**SUPPLIED INFORMATION**
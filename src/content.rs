//! The content model: everything that ends up on the page.
//!
//! Content is plain data, constructed once at startup and handed to the
//! renderer by reference. Nothing in [`crate::render`] or [`crate::page`]
//! knows whether a [`SiteContent`] came from the built-in stock portfolio
//! or from a `content.toml` loaded by [`crate::config`].
//!
//! ## Ordering
//!
//! Every list (hero phrases, social links, skills, tags, projects, timeline)
//! is in presentation order. Renderers preserve it verbatim.
//!
//! ## Validation
//!
//! The model itself performs none: a [`SkillGroup`] with `progress = 150`
//! built in code renders as `data-progress="150"`. Range checks happen when
//! content is loaded from a file, see [`SiteContent::validate`].

use serde::{Deserialize, Serialize};

/// All content for one generated page.
///
/// `SiteContent::default()` is the stock sample portfolio.
#[derive(Debug, Clone, PartialEq, Serialize, Deserialize)]
#[serde(default, deny_unknown_fields)]
pub struct SiteContent {
    /// Document-level settings (language, initial theme, meta description).
    pub meta: PageMeta,
    /// Who the page is about.
    pub profile: Profile,
    /// The About section.
    pub about: About,
    /// Skill cards, in display order.
    pub skills: Vec<SkillGroup>,
    /// Project cards, in display order.
    pub projects: Vec<Project>,
    /// Experience and education entries, most recent first by convention.
    pub timeline: Vec<TimelineEntry>,
}

/// Document-level settings.
#[derive(Debug, Clone, PartialEq, Serialize, Deserialize)]
#[serde(default, deny_unknown_fields)]
pub struct PageMeta {
    /// Value of `<html lang>`.
    pub lang: String,
    /// `<meta name="description">` content.
    pub description: String,
    /// Initial `data-theme`, either `"dark"` or `"light"`. Visitors can still
    /// toggle it at runtime.
    pub theme: String,
}

impl Default for PageMeta {
    fn default() -> Self {
        Self {
            lang: "en".to_string(),
            description: "Portfolio of a full‑stack developer specializing in Python, Django, \
                          JavaScript, and Node.js."
                .to_string(),
            theme: "dark".to_string(),
        }
    }
}

/// A labelled outbound link shown in the footer.
#[derive(Debug, Clone, PartialEq, Serialize, Deserialize)]
#[serde(deny_unknown_fields)]
pub struct SocialLink {
    pub label: String,
    pub href: String,
}

impl SocialLink {
    pub fn new(label: &str, href: &str) -> Self {
        Self {
            label: label.to_string(),
            href: href.to_string(),
        }
    }
}

/// Identity and contact details.
#[derive(Debug, Clone, PartialEq, Serialize, Deserialize)]
#[serde(default, deny_unknown_fields)]
pub struct Profile {
    pub name: String,
    /// Short tagline above the hero heading, also used in `<title>`.
    pub title_kicker: String,
    /// Phrases cycled by the typing animation in the hero. May be empty.
    pub hero_phrases: Vec<String>,
    pub subtitle: String,
    pub email: String,
    /// Free-form location line in the contact section.
    pub location: String,
    pub socials: Vec<SocialLink>,
}

impl Default for Profile {
    fn default() -> Self {
        Self {
            name: "John Doe".to_string(),
            title_kicker: "Full‑Stack Developer".to_string(),
            hero_phrases: strings(&[
                "I design UX/UI.",
                "I architect APIs.",
                "I ship reliable software.",
            ]),
            subtitle: "I build fast, accessible web apps with Python/Django and JavaScript/Node.js. \
                       I love crafting delightful experiences with thoughtful UI and high‑quality code."
                .to_string(),
            email: "john.doe@example.com".to_string(),
            location: "Anywhere, Remote‑friendly".to_string(),
            socials: vec![
                SocialLink::new("GitHub", "https://github.com/"),
                SocialLink::new("LinkedIn", "https://linkedin.com/"),
                SocialLink::new("Resume", "#"),
            ],
        }
    }
}

/// The About section: a one-line summary and a Markdown body.
#[derive(Debug, Clone, PartialEq, Serialize, Deserialize)]
#[serde(default, deny_unknown_fields)]
pub struct About {
    /// Subtitle line under the section heading.
    pub summary: String,
    /// Markdown. Raw HTML in the source is shown as text, not interpreted.
    pub body: String,
}

impl Default for About {
    fn default() -> Self {
        Self {
            summary: "4th‑year CS student specializing in full‑stack development".to_string(),
            body: "I'm passionate about building products end‑to‑end — from designing intuitive \
                   interfaces to deploying scalable backends. My toolkit includes Python, Django, \
                   JavaScript, and Node.js, with a strong focus on performance, accessibility, \
                   and clean code.\n\n\
                   Beyond code, I enjoy mentoring peers, contributing to open‑source, and \
                   designing experiences that feel effortless. I'm currently seeking internship \
                   and freelance opportunities.\n"
                .to_string(),
        }
    }
}

/// A skill card: title, proficiency bar and tags.
#[derive(Debug, Clone, PartialEq, Serialize, Deserialize)]
#[serde(deny_unknown_fields)]
pub struct SkillGroup {
    pub title: String,
    /// Percentage the bar fills to once scrolled into view (0-100).
    pub progress: u32,
    #[serde(default)]
    pub tags: Vec<String>,
}

/// A project card.
#[derive(Debug, Clone, PartialEq, Serialize, Deserialize)]
#[serde(deny_unknown_fields)]
pub struct Project {
    /// Label shown in the thumbnail area; alt text when `thumb_image` is set.
    pub thumb: String,
    /// Optional thumbnail image URL.
    #[serde(default, skip_serializing_if = "Option::is_none")]
    pub thumb_image: Option<String>,
    pub title: String,
    pub description: String,
    #[serde(default)]
    pub tags: Vec<String>,
    /// Live demo URL. Projects without one only get the source link.
    #[serde(default, skip_serializing_if = "Option::is_none")]
    pub demo: Option<String>,
    /// Source code URL.
    pub code: String,
}

/// One entry on the experience/education timeline.
#[derive(Debug, Clone, PartialEq, Serialize, Deserialize)]
#[serde(deny_unknown_fields)]
pub struct TimelineEntry {
    pub heading: String,
    /// Date and place line, e.g. `"Summer 2024 · Remote"`.
    pub meta: String,
    pub text: String,
}

fn strings(items: &[&str]) -> Vec<String> {
    items.iter().map(|s| s.to_string()).collect()
}

impl Default for SiteContent {
    fn default() -> Self {
        Self {
            meta: PageMeta::default(),
            profile: Profile::default(),
            about: About::default(),
            skills: stock_skills(),
            projects: stock_projects(),
            timeline: stock_timeline(),
        }
    }
}

fn stock_skills() -> Vec<SkillGroup> {
    vec![
        SkillGroup {
            title: "Front‑end".to_string(),
            progress: 90,
            tags: strings(&["HTML5", "CSS3", "JavaScript (ES6+)", "Responsive UI"]),
        },
        SkillGroup {
            title: "Back‑end".to_string(),
            progress: 85,
            tags: strings(&["Python", "Django", "Node.js", "REST APIs"]),
        },
        SkillGroup {
            title: "Tools".to_string(),
            progress: 80,
            tags: strings(&["Git", "Docker", "Figma", "CI/CD"]),
        },
    ]
}

fn stock_projects() -> Vec<Project> {
    vec![
        Project {
            thumb: "Analytics Dashboard".to_string(),
            thumb_image: None,
            title: "InsightBoard".to_string(),
            description: "A real‑time analytics dashboard with interactive charts and role‑based access."
                .to_string(),
            tags: strings(&["Django", "PostgreSQL", "Charts"]),
            demo: Some("#".to_string()),
            code: "#".to_string(),
        },
        Project {
            thumb: "E‑commerce API".to_string(),
            thumb_image: None,
            title: "ShopServe".to_string(),
            description: "Scalable e‑commerce backend with payments, caching, and webhooks."
                .to_string(),
            tags: strings(&["Node.js", "Express", "Stripe"]),
            demo: Some("#".to_string()),
            code: "#".to_string(),
        },
        Project {
            thumb: "Portfolio Generator".to_string(),
            thumb_image: None,
            title: "PortaGen".to_string(),
            description: "CLI tool that scaffolds beautiful portfolio sites from templates."
                .to_string(),
            tags: strings(&["Python", "Typer", "Jinja"]),
            demo: Some("#".to_string()),
            code: "#".to_string(),
        },
    ]
}

fn stock_timeline() -> Vec<TimelineEntry> {
    vec![
        TimelineEntry {
            heading: "Software Engineering Intern — Acme Tech".to_string(),
            meta: "Summer 2024 · Remote".to_string(),
            text: "Built features for an internal dashboard using Django and React; reduced API \
                   latency by 32% through query optimization and caching."
                .to_string(),
        },
        TimelineEntry {
            heading: "Teaching Assistant — Data Structures".to_string(),
            meta: "2023‑2024 · University".to_string(),
            text: "Led weekly labs and mentored 60+ students; authored clear visualizations and \
                   tests to reinforce concepts."
                .to_string(),
        },
        TimelineEntry {
            heading: "B.Sc. Computer Science — University".to_string(),
            meta: "Expected 2026".to_string(),
            text: "Specialization in full‑stack web development, with electives in distributed \
                   systems and HCI."
                .to_string(),
        },
    ]
}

**ACTIVITY**
The lines from the first of the entries through the line holding "checks happen when" are to be restated word for word, and no others.

**WRITTEN ANSWER**
filename src/content.rs
//! The content model: everything that ends up on the page.
//!
//! Content is plain data, constructed once at startup and handed to the
//! renderer by reference. Nothing in [`crate::render`] or [`crate::page`]
//! knows whether a [`SiteContent`] came from the built-in stock portfolio
//! or from a `content.toml` loaded by [`crate::config`].
//!
//! ## Ordering
//!
//! Every list (hero phrases, social links, skills, tags, projects, timeline)
//! is in presentation order. Renderers preserve it verbatim.
//!
//! ## Validation
//!
//! The model itself performs none: a [`SkillGroup`] with `progress = 150`
//! built in code renders as `data-progress="150"`. Range checks happen when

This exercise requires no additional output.